When I took a course in Large Scale Computation at Tulane University, I learned a lot and forgot a lot. Understanding how to take a physical phenomena or problem and develop software that is scalable and highly parallelizable, along with optimizing the software for the High Performance Computing (HPC) resources available is enough information to justify a whole degree, so trying to learn all of that in the semester courses that are taught on HPC (if at all) can feel like drinking water from a fire hose. In going back over the class notes I re-remembered one of problems that encompasses all the important parts for scientific computing on HPC resources and in relearning it felt like it would be a great example for beginners to work through.

Heat equation

The heat equation is one of the most well known and simplest partial differential equations (PDEs). The physical intuition and solving the heat equation provides the fundamentals for other equations throughout mathematics and physics. The heat equation and other diffusive PDEs show up throughout statistical mechanics describing random walks and Brownian motion. While the heat equation in 1-D and some other PDEs have analytical solutions, solving most PDEs requires numerical methods to solve.

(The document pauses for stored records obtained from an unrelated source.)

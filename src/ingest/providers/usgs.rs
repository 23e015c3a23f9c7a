// src/ingest/providers/usgs.rs
use std::time::{Duration, Instant};

use anyhow::{Context, Result};
use async_trait::async_trait;
use chrono::{DateTime, Utc};
use serde::Deserialize;

use crate::ingest::types::{
    CrisisEvent, EventCategory, FetchOptions, Location, SourceProvider, SourceTier, ThreatLevel,
};
use crate::ingest::{get_text, head_ok, record_parsed, sort_newest_first};

pub const USGS_ENDPOINT: &str =
    "https://earthquake.usgs.gov/earthquakes/feed/v1.0/summary/2.5_hour.geojson";
const DEFAULT_LIMIT: usize = 100;

#[derive(Debug, Deserialize)]
struct FeatureCollection {
    #[serde(default)]
    features: Vec<Feature>,
}

#[derive(Debug, Deserialize)]
struct Feature {
    id: String,
    properties: Properties,
    geometry: Option<Geometry>,
}

#[derive(Debug, Deserialize)]
struct Properties {
    mag: Option<f64>,
    #[serde(default)]
    place: Option<String>,
    /// Epoch milliseconds.
    time: Option<i64>,
    url: Option<String>,
    title: Option<String>,
    #[serde(default)]
    tsunami: Option<i64>,
}

#[derive(Debug, Deserialize)]
struct Geometry {
    coordinates: Vec<f64>,
}

pub fn magnitude_to_level(mag: f64) -> ThreatLevel {
    if mag >= 6.0 {
        ThreatLevel::Critical
    } else if mag >= 5.0 {
        ThreatLevel::High
    } else if mag >= 4.0 {
        ThreatLevel::Medium
    } else if mag >= 3.0 {
        ThreatLevel::Low
    } else {
        ThreatLevel::Info
    }
}

fn map_feature(f: Feature) -> Option<CrisisEvent> {
    let p = f.properties;
    let timestamp = p.time.and_then(DateTime::from_timestamp_millis)?;
    let mag = p.mag.unwrap_or(0.0);
    let place = p.place.unwrap_or_else(|| "Unknown location".to_string());
    let tsunami = if p.tsunami.unwrap_or(0) != 0 {
        " (tsunami warning)"
    } else {
        ""
    };

    // GeoJSON order is [lng, lat, depth]
    let location = f.geometry.and_then(|g| match g.coordinates.as_slice() {
        [lng, lat, ..] => Some(Location {
            lat: *lat,
            lng: *lng,
            name: place.clone(),
            country: None,
        }),
        _ => None,
    });

    Some(CrisisEvent {
        id: format!("usgs:{}", f.id),
        title: p.title.unwrap_or_else(|| format!("M {mag} - {place}")),
        summary: format!("M{mag} earthquake at {place}{tsunami}"),
        category: EventCategory::Earthquake,
        level: magnitude_to_level(mag),
        location,
        timestamp,
        source: "USGS".to_string(),
        source_tier: SourceTier::Public,
        url: p.url,
        actor: None,
        entities: None,
    })
}

/// Parse a USGS summary GeoJSON feed. Features without a time are skipped.
pub fn parse_geojson(body: &str) -> Result<Vec<CrisisEvent>> {
    let t0 = Instant::now();
    let fc: FeatureCollection = serde_json::from_str(body).context("parsing usgs geojson")?;
    let out: Vec<CrisisEvent> = fc.features.into_iter().filter_map(map_feature).collect();
    record_parsed("usgs", t0, out.len());
    Ok(out)
}

pub struct UsgsProvider {
    endpoint: String,
    client: reqwest::Client,
    health_timeout: Duration,
}

impl UsgsProvider {
    pub fn new(client: reqwest::Client, health_timeout: Duration) -> Self {
        Self {
            endpoint: USGS_ENDPOINT.to_string(),
            client,
            health_timeout,
        }
    }

    pub fn with_endpoint(mut self, endpoint: impl Into<String>) -> Self {
        self.endpoint = endpoint.into();
        self
    }
}

#[async_trait]
impl SourceProvider for UsgsProvider {
    fn id(&self) -> &str {
        "usgs"
    }

    fn name(&self) -> &str {
        "USGS Earthquakes"
    }

    fn tier(&self) -> SourceTier {
        SourceTier::Public
    }

    async fn fetch(&self, options: &FetchOptions) -> Result<Vec<CrisisEvent>> {
        let body = get_text(&self.client, &self.endpoint, "usgs").await?;
        let mut events = parse_geojson(&body)?;
        sort_newest_first(&mut events);
        Ok(options.apply(events, DEFAULT_LIMIT))
    }

    async fn health_check(&self) -> bool {
        head_ok(&self.client, &self.endpoint, self.health_timeout).await
    }
}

In this first part of a multi-part series using the example of heat flow in a uniform rod, we’ll go over the physical interpretation of the heat equation, mathematical setup, and discretization for the numerical solution. In later parts of the series we’ll use C++ and open-source parallel computing libraries to solve the problem numerically on HPC resources.

Physical interpretation

From the second law of thermodynamics heat flows from hot to cold proportional to the temperature difference and the thermal conductivity of the material between them. This provides the intuitive result that the rate of heating or cooling is proportional to how much hotter or cooler the surrounding area is.

Conservation of heat

A slender rod where, $\phi (x,t)$ is some conserved quantity, $f(x,t)$ is a source term, and $F_1$ and $F_2$ are the flux at $x_1$ and $x_2$ , respectively.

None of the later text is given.